How to Become a Doctor
How to Become a Doctor
Every parent hopes their kid becomes a doctor–doctors always have work, they make excellent money, and they provide a valuable service to whatever community they choose to work in. A career as a doctor is seen as secure and stable. Doctors practice in many different fields, in hospitals as well as private practice, and even in less traditional health care environments like military service or in schools or at universities.
As long as the population continues to increase (and people continue to live longer lives) there will always be a huge demand for work in the medical field. According to the US Department of Labor, work as a doctor is one of the fastest growing fields in the world, and more jobs for doctors should keep appearing until at least the year 2018. New technology combined with an older and fast-growing population means there’s always a demand for trained doctors.
How Much Do Doctors Make?
The amount of money you make as a doctor is most directly affected by the field of medicine you practice in. Here’s a guide to various doctor specializations and their range of annual salaries in the United States:
Family Practice: $120,000-$300,000
General Surgery: $200,000-$500,000
Obstetrics & Gynecology: $200,00-$450,000
Emergency Medicine: $192,000-$295,000
These average salaries come from reports by the Department of Labor and are meant as a guide only. Some doctors working in these fields will make far more and some a little bit less.
So why the difference in pay between specializations? A number of factors contribute to higher pay for certain specialties. For the most part, doctors who earn more money went to school for longer than doctors who make less. More school means more expenses related to training, and these positions often require continued education.
Another factor in a doctor’s salary is how much they charge patients. Doctors who run a family practice don’t make nearly as much cash as surgeons because a surgeon’s services are more intricate and less common than a run-of-the-mill annual checkup performed by a family doctor.

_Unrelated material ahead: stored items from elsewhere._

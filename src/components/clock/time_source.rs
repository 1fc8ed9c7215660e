use std::sync::atomic::{AtomicU64, Ordering};
use std::sync::Arc;
use std::time::Instant;

/// Wall-time query used by clocks. Only clocks read it; the engine's own
/// event ordering never depends on it.
pub trait TimeSource: Send + Sync {
    fn now_ms(&self) -> u64;
}

/// Milliseconds since the source was created.
#[derive(Debug, Clone)]
pub struct SystemTimeSource {
    start: Instant,
}

impl SystemTimeSource {
    pub fn new() -> Self {
        SystemTimeSource {
            start: Instant::now(),
        }
    }
}

impl Default for SystemTimeSource {
    fn default() -> Self {
        Self::new()
    }
}

impl TimeSource for SystemTimeSource {
    fn now_ms(&self) -> u64 {
        self.start.elapsed().as_millis() as u64
    }
}

/// Time that only moves when told to. Clones share the same counter.
#[derive(Debug, Clone, Default)]
pub struct ManualTimeSource {
    ms: Arc<AtomicU64>,
}

impl ManualTimeSource {
    pub fn new() -> Self {
        Self::default()
    }

    pub fn set(&self, ms: u64) {
        self.ms.store(ms, Ordering::SeqCst);
    }

    pub fn advance(&self, ms: u64) {
        self.ms.fetch_add(ms, Ordering::SeqCst);
    }
}

impl TimeSource for ManualTimeSource {
    fn now_ms(&self) -> u64 {
        self.ms.load(Ordering::SeqCst)
    }
}

#[cfg(test)]
mod tests {
    use super::*;

    #[test]
    fn test_manual_source_is_shared() {
        let source = ManualTimeSource::new();
        let handle = source.clone();
        handle.advance(250);
        assert_eq!(source.now_ms(), 250);
        source.set(10);
        assert_eq!(handle.now_ms(), 10);
    }
}
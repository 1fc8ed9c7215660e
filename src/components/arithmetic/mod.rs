pub mod alu;
pub mod comparator;

pub use alu::{Alu, AluOp};
pub use comparator::Comparator;
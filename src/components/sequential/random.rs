use crate::component::{Component, PinLayout, Properties, RecalcContext};
use crate::components::common::{props, EdgeTrigger};
use crate::error::SnapshotError;
use crate::value::LogicValue;
use rand::Rng;
use serde_json::Value;
use std::any::Any;

/// Draws a new bit on every qualifying clock edge; `OUT` is true with the
/// stored probability.
#[derive(Debug, Clone)]
pub struct RandomBit {
    probability: f64,
    trigger: EdgeTrigger,
    value: bool,
}

impl RandomBit {
    /// `probability` is clamped to `0..=1`; NaN falls back to 0.5.
    pub fn new(probability: f64, trigger: EdgeTrigger) -> Self {
        let probability = if probability.is_nan() {
            0.5
        } else {
            probability.clamp(0.0, 1.0)
        };
        RandomBit {
            probability,
            trigger,
            value: false,
        }
    }

    pub fn from_properties(props: &Properties) -> Result<Self, SnapshotError> {
        let probability = props::get_f64(props, "probability", 0.5)?;
        if !(0.0..=1.0).contains(&probability) {
            return Err(SnapshotError::invalid_property(
                "probability",
                format!("{} is outside 0..=1", probability),
            ));
        }
        Ok(RandomBit {
            probability,
            trigger: EdgeTrigger::load(props)?,
            value: props::get_bool(props, "value", false)?,
        })
    }

    pub fn probability(&self) -> f64 {
        self.probability
    }
}

impl Component for RandomBit {
    fn kind(&self) -> &'static str {
        "random"
    }

    fn layout(&self) -> PinLayout {
        PinLayout::new().spike_input("CLK").output("OUT")
    }

    fn recalc_value(&mut self, inputs: &[LogicValue], ctx: &mut RecalcContext<'_>) -> Vec<LogicValue> {
        if self.trigger.observe(inputs[0]) {
            self.value = ctx.rng.gen_bool(self.probability);
        }
        vec![LogicValue::from_bool(self.value)]
    }

    fn properties(&self) -> Properties {
        let mut props = Properties::new();
        props.insert("probability".into(), Value::from(self.probability));
        props.insert("value".into(), Value::from(self.value));
        self.trigger.save(&mut props);
        props
    }

    fn as_any(&self) -> &dyn Any {
        self
    }

    fn as_any_mut(&mut self) -> &mut dyn Any {
        self
    }
}
pub mod gate;
pub mod tristate;

pub use gate::{Gate, GateKind};
pub use tristate::TriStateBuffer;
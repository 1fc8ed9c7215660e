use crate::component::{Component, PinLayout, Properties, RecalcContext};
use crate::components::common::props;
use crate::error::SnapshotError;
use crate::value::LogicValue;
use rand::Rng;
use serde_json::Value;
use std::any::Any;

/// Level-sensitive SR latch. Not clock-gated.
///
/// `S=1,R=1` is a race: the latch picks 0 or 1 from the circuit's seeded
/// generator once, and keeps that pick until the inputs change.
#[derive(Debug, Clone, Default)]
pub struct SrLatch {
    state: bool,
    race: Option<bool>,
}

impl SrLatch {
    pub fn new() -> Self {
        Self::default()
    }

    pub fn from_properties(props: &Properties) -> Result<Self, SnapshotError> {
        Ok(SrLatch {
            state: props::get_bool(props, "state", false)?,
            race: None,
        })
    }

    pub fn state(&self) -> bool {
        self.state
    }
}

impl Component for SrLatch {
    fn kind(&self) -> &'static str {
        "sr_latch"
    }

    fn layout(&self) -> PinLayout {
        PinLayout::new().input("S").input("R").output("Q").output("NQ")
    }

    fn recalc_value(&mut self, inputs: &[LogicValue], ctx: &mut RecalcContext<'_>) -> Vec<LogicValue> {
        let (s, r) = match (inputs[0].to_bool(), inputs[1].to_bool()) {
            (Some(s), Some(r)) => (s, r),
            _ => return vec![LogicValue::Unknown, LogicValue::Unknown],
        };

        if s && r {
            let pick = *self.race.get_or_insert_with(|| ctx.rng.gen_bool(0.5));
            self.state = pick;
        } else {
            self.race = None;
            if s {
                self.state = true;
            } else if r {
                self.state = false;
            }
        }

        let q = LogicValue::from_bool(self.state);
        vec![q, q.invert()]
    }

    fn properties(&self) -> Properties {
        let mut props = Properties::new();
        props.insert("state".into(), Value::from(self.state));
        props
    }

    fn as_any(&self) -> &dyn Any {
        self
    }

    fn as_any_mut(&mut self) -> &mut dyn Any {
        self
    }
}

A final (and major) factor in the amount of money a doctor makes is the amount of malpractice insurance a doctor has to have to protect himself from lawsuits. Your family doctor doesn’t need as much protection as a brain surgeon, since brain surgery is a difficult field and one in which patients are more likely to die or be injured than your neighborhood doc. Doctors who have to carry a lot of insurance will naturally charge more for their services, leading to a higher salary.

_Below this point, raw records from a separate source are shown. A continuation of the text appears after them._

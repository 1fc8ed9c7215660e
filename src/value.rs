use serde::{Deserialize, Serialize};
use std::fmt;

/// Four-state logic level carried by every node.
#[derive(Debug, Clone, Copy, PartialEq, Eq, Hash, Default, Serialize, Deserialize)]
pub enum LogicValue {
    #[default]
    False,
    True,
    Unknown,
    HighImpedance, // Tri-state, "not driving"
}

impl LogicValue {
    pub const ALL: [LogicValue; 4] = [
        LogicValue::False,
        LogicValue::True,
        LogicValue::Unknown,
        LogicValue::HighImpedance,
    ];

    pub fn to_str(&self) -> &'static str {
        match self {
            LogicValue::False => "False",
            LogicValue::True => "True",
            LogicValue::Unknown => "Unknown",
            LogicValue::HighImpedance => "HighZ",
        }
    }

    /// Compact serialized form used in snapshots.
    pub fn to_char(&self) -> char {
        match self {
            LogicValue::False => '0',
            LogicValue::True => '1',
            LogicValue::HighImpedance => 'Z',
            LogicValue::Unknown => 'X',
        }
    }

    /// Inverse of [`LogicValue::to_char`]. Anything that is not `0`, `1` or
    /// `Z` reads back as `Unknown`.
    pub fn from_char(c: char) -> Self {
        match c {
            '0' => LogicValue::False,
            '1' => LogicValue::True,
            'Z' | 'z' => LogicValue::HighImpedance,
            _ => LogicValue::Unknown,
        }
    }

    pub fn from_bool(value: bool) -> Self {
        if value {
            LogicValue::True
        } else {
            LogicValue::False
        }
    }

    pub fn to_bool(&self) -> Option<bool> {
        match self {
            LogicValue::False => Some(false),
            LogicValue::True => Some(true),
            LogicValue::Unknown | LogicValue::HighImpedance => None,
        }
    }

    pub fn is_known(&self) -> bool {
        self.to_bool().is_some()
    }

    pub fn is_true(&self) -> bool {
        *self == LogicValue::True
    }

    /// `False` dominates: `False AND x == False` for every `x`.
    pub fn and(self, other: LogicValue) -> LogicValue {
        match (self.to_bool(), other.to_bool()) {
            (Some(false), _) | (_, Some(false)) => LogicValue::False,
            (Some(true), Some(true)) => LogicValue::True,
            _ => LogicValue::Unknown,
        }
    }

    /// `True` dominates: `True OR x == True` for every `x`.
    pub fn or(self, other: LogicValue) -> LogicValue {
        match (self.to_bool(), other.to_bool()) {
            (Some(true), _) | (_, Some(true)) => LogicValue::True,
            (Some(false), Some(false)) => LogicValue::False,
            _ => LogicValue::Unknown,
        }
    }

    pub fn xor(self, other: LogicValue) -> LogicValue {
        match (self.to_bool(), other.to_bool()) {
            (Some(a), Some(b)) => LogicValue::from_bool(a != b),
            _ => LogicValue::Unknown,
        }
    }

    /// Logical negation; a floating or unknown input yields `Unknown`.
    pub fn not(self) -> LogicValue {
        match self.to_bool() {
            Some(b) => LogicValue::from_bool(!b),
            None => LogicValue::Unknown,
        }
    }

    /// Flip a known level and pass `Unknown`/`HighImpedance` through
    /// untouched.
    pub fn invert(self) -> LogicValue {
        match self {
            LogicValue::False => LogicValue::True,
            LogicValue::True => LogicValue::False,
            other => other,
        }
    }

    /// Resolve two sources tied together. A `HighImpedance` side is not
    /// driving and yields to the other one; otherwise the levels are ORed.
    pub fn resolve(self, other: LogicValue) -> LogicValue {
        match (self, other) {
            (LogicValue::HighImpedance, v) | (v, LogicValue::HighImpedance) => v,
            (a, b) => a.or(b),
        }
    }

    /// Assemble an unsigned word from little-endian bits. Returns `None` if
    /// any bit is not a known level, or a bit past the 64th is set.
    pub fn word_from_bits(bits: &[LogicValue]) -> Option<u64> {
        let mut word = 0u64;
        for (i, bit) in bits.iter().enumerate() {
            if bit.to_bool()? {
                word |= u32::try_from(i).ok().and_then(|i| 1u64.checked_shl(i))?;
            }
        }
        Some(word)
    }

    /// Split `word` into `width` little-endian bits. Bits past the 64th are
    /// `False`.
    pub fn bits_from_word(word: u64, width: usize) -> Vec<LogicValue> {
        (0..width)
            .map(|i| {
                let bit = u32::try_from(i).ok().and_then(|i| word.checked_shr(i)).map_or(0, |w| w & 1);
                LogicValue::from_bool(bit == 1)
            })
            .collect()
    }

    pub fn encode(values: &[LogicValue]) -> String {
        values.iter().map(LogicValue::to_char).collect()
    }

    pub fn decode(encoded: &str) -> Vec<LogicValue> {
        encoded.chars().map(LogicValue::from_char).collect()
    }
}

impl From<bool> for LogicValue {
    fn from(value: bool) -> Self {
        LogicValue::from_bool(value)
    }
}

impl fmt::Display for LogicValue {
    fn fmt(&self, f: &mut fmt::Formatter<'_>) -> fmt::Result {
        write!(f, "{}", self.to_str())
    }
}

/// Mask covering the low `width` bits of a word.
pub fn word_mask(width: usize) -> u64 {
    if width >= 64 {
        u64::MAX
    } else {
        (1u64 << width) - 1
    }
}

The most lucrative position in all of medicine is orthopedic surgery. According to research done at the University of Texas Medical Branch in Galveston, Texas, this is because there are so few students waiting to fill jobs in these positions (and thus fewer orthopedic surgeons in the country) and because orthopedic surgery is a dangerous field in terms of malpractice insurance. If you’re looking to make big bucks, you should consider a career as an orthopedic surgeon. Average salary for this job is well over $500,000 a year, and surgeons just starting out in this field are making an average of $250,000.
How Long Do Doctors Go to School?
The short answers is that doctors go to school forever. The best doctors never stop learning about new medicines, new technology, and new ways to treat patients.

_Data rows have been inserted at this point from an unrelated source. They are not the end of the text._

use crate::component::{Component, PinLayout, Properties, RecalcContext};
use crate::components::common::{props, EdgeTrigger, SyncState};
use crate::error::SnapshotError;
use crate::value::LogicValue;
use serde_json::Value;
use std::any::Any;

pub const MAX_REGISTER_BITS: usize = 32;

fn load_bits(props: &Properties, width: usize) -> Vec<LogicValue> {
    let mut bits = props
        .get("state")
        .and_then(Value::as_str)
        .map(LogicValue::decode)
        .unwrap_or_default();
    bits.resize(width, LogicValue::False);
    bits
}

/// Parallel-load register.
///
/// Inputs: `D0..Dn-1`, `CLK`, `PRE`, `CLR`. Outputs: `Q0..Qn-1`.
#[derive(Debug, Clone)]
pub struct Register {
    width: usize,
    trigger: EdgeTrigger,
    state: Vec<LogicValue>,
}

impl Register {
    pub fn new(width: usize, trigger: EdgeTrigger) -> Self {
        let width = width.clamp(1, MAX_REGISTER_BITS);
        Register {
            width,
            trigger,
            state: vec![LogicValue::False; width],
        }
    }

    pub fn from_properties(props: &Properties) -> Result<Self, SnapshotError> {
        let width = props::get_width(props, "bits", 4, 1, MAX_REGISTER_BITS)?;
        Ok(Register {
            width,
            trigger: EdgeTrigger::load(props)?,
            state: load_bits(props, width),
        })
    }

    pub fn width(&self) -> usize {
        self.width
    }

    pub fn state(&self) -> &[LogicValue] {
        &self.state
    }
}

impl Component for Register {
    fn kind(&self) -> &'static str {
        "register"
    }

    fn layout(&self) -> PinLayout {
        PinLayout::new()
            .input_bus("D", self.width)
            .spike_input("CLK")
            .spike_input("PRE")
            .spike_input("CLR")
            .output_bus("Q", self.width)
    }

    fn recalc_value(&mut self, inputs: &[LogicValue], _ctx: &mut RecalcContext<'_>) -> Vec<LogicValue> {
        let (data, controls) = inputs.split_at(self.width);
        let edge = self.trigger.observe(controls[0]);

        match SyncState::from_controls(controls[1], controls[2]) {
            SyncState::Invalid => return vec![LogicValue::Unknown; self.width],
            SyncState::ForcedSet => self.state.fill(LogicValue::True),
            SyncState::ForcedClear => self.state.fill(LogicValue::False),
            SyncState::Normal => {
                if edge {
                    for (bit, d) in self.state.iter_mut().zip(data) {
                        *bit = if d.is_known() { *d } else { LogicValue::Unknown };
                    }
                }
            }
        }
        self.state.clone()
    }

    fn properties(&self) -> Properties {
        let mut props = Properties::new();
        props.insert("bits".into(), Value::from(self.width as u64));
        self.trigger.save(&mut props);
        props.insert("state".into(), Value::from(LogicValue::encode(&self.state)));
        props
    }

    fn as_any(&self) -> &dyn Any {
        self
    }

    fn as_any_mut(&mut self) -> &mut dyn Any {
        self
    }
}

/// Serial-in shift register.
///
/// Inputs: `SIN`, `DIR`, `CLK`, `CLR`. Outputs: `Q0..Qn-1`. `DIR=0` shifts
/// toward higher indices and feeds `Q0`; `DIR=1` shifts toward lower
/// indices and feeds `Qn-1`.
#[derive(Debug, Clone)]
pub struct ShiftRegister {
    width: usize,
    trigger: EdgeTrigger,
    state: Vec<LogicValue>,
}

impl ShiftRegister {
    pub fn new(width: usize, trigger: EdgeTrigger) -> Self {
        let width = width.clamp(1, MAX_REGISTER_BITS);
        ShiftRegister {
            width,
            trigger,
            state: vec![LogicValue::False; width],
        }
    }

    pub fn from_properties(props: &Properties) -> Result<Self, SnapshotError> {
        let width = props::get_width(props, "bits", 4, 1, MAX_REGISTER_BITS)?;
        Ok(ShiftRegister {
            width,
            trigger: EdgeTrigger::load(props)?,
            state: load_bits(props, width),
        })
    }

    pub fn state(&self) -> &[LogicValue] {
        &self.state
    }

    fn shift(&mut self, serial_in: LogicValue, direction: LogicValue) {
        let serial_in = if serial_in.is_known() {
            serial_in
        } else {
            LogicValue::Unknown
        };
        match direction.to_bool() {
            Some(false) => {
                self.state.rotate_right(1);
                self.state[0] = serial_in;
            }
            Some(true) => {
                self.state.rotate_left(1);
                let last = self.width - 1;
                self.state[last] = serial_in;
            }
            None => self.state.fill(LogicValue::Unknown),
        }
    }
}

impl Component for ShiftRegister {
    fn kind(&self) -> &'static str {
        "shift_register"
    }

    fn layout(&self) -> PinLayout {
        PinLayout::new()
            .input("SIN")
            .input("DIR")
            .spike_input("CLK")
            .spike_input("CLR")
            .output_bus("Q", self.width)
    }

    fn recalc_value(&mut self, inputs: &[LogicValue], _ctx: &mut RecalcContext<'_>) -> Vec<LogicValue> {
        let edge = self.trigger.observe(inputs[2]);
        match SyncState::from_controls(LogicValue::False, inputs[3]) {
            SyncState::ForcedClear => self.state.fill(LogicValue::False),
            _ => {
                if edge {
                    self.shift(inputs[0], inputs[1]);
                }
            }
        }
        self.state.clone()
    }

    fn properties(&self) -> Properties {
        let mut props = Properties::new();
        props.insert("bits".into(), Value::from(self.width as u64));
        self.trigger.save(&mut props);
        props.insert("state".into(), Value::from(LogicValue::encode(&self.state)));
        props
    }

    fn as_any(&self) -> &dyn Any {
        self
    }

    fn as_any_mut(&mut self) -> &mut dyn Any {
        self
    }
}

But if we’re talking about just their basic education, the answer depends (once again) on the specialty. Some doctors get by with the basic four years of “pre-med,” four years of medical school, then four to six years in “residency” at a hospital. IN other words, your basic run of the mill “doctor” has to attend at least twelve to fourteen years learning their trade.
In pre-med, future doctors learn the basics of biology and chemistry, do volunteer work and basic clinical work at hospitals and clinics, learn how to do proper research, and fulfill other basic course requirements as preparation for attending medical school. During medical school, doctors begin to specialize in a specific field while learning anatomy, biochemistry, pharmacology, genetics, ethics, and other advanced medical courses. At the end of medical school, a doctor will be awarded with a title such as MD or DO, though doctors still must undergo testing to get their medical license.
Residency is like graduate school for doctors. Residency is for students of medicine who have passed medical school and been certified and are ready to begin their careers as doctors. These students practice medicine under supervision usually in a hospital setting. Sometimes after a residency is completed, doctors will work on a fellowship, especially if they are interested in a specialty that requires extra study.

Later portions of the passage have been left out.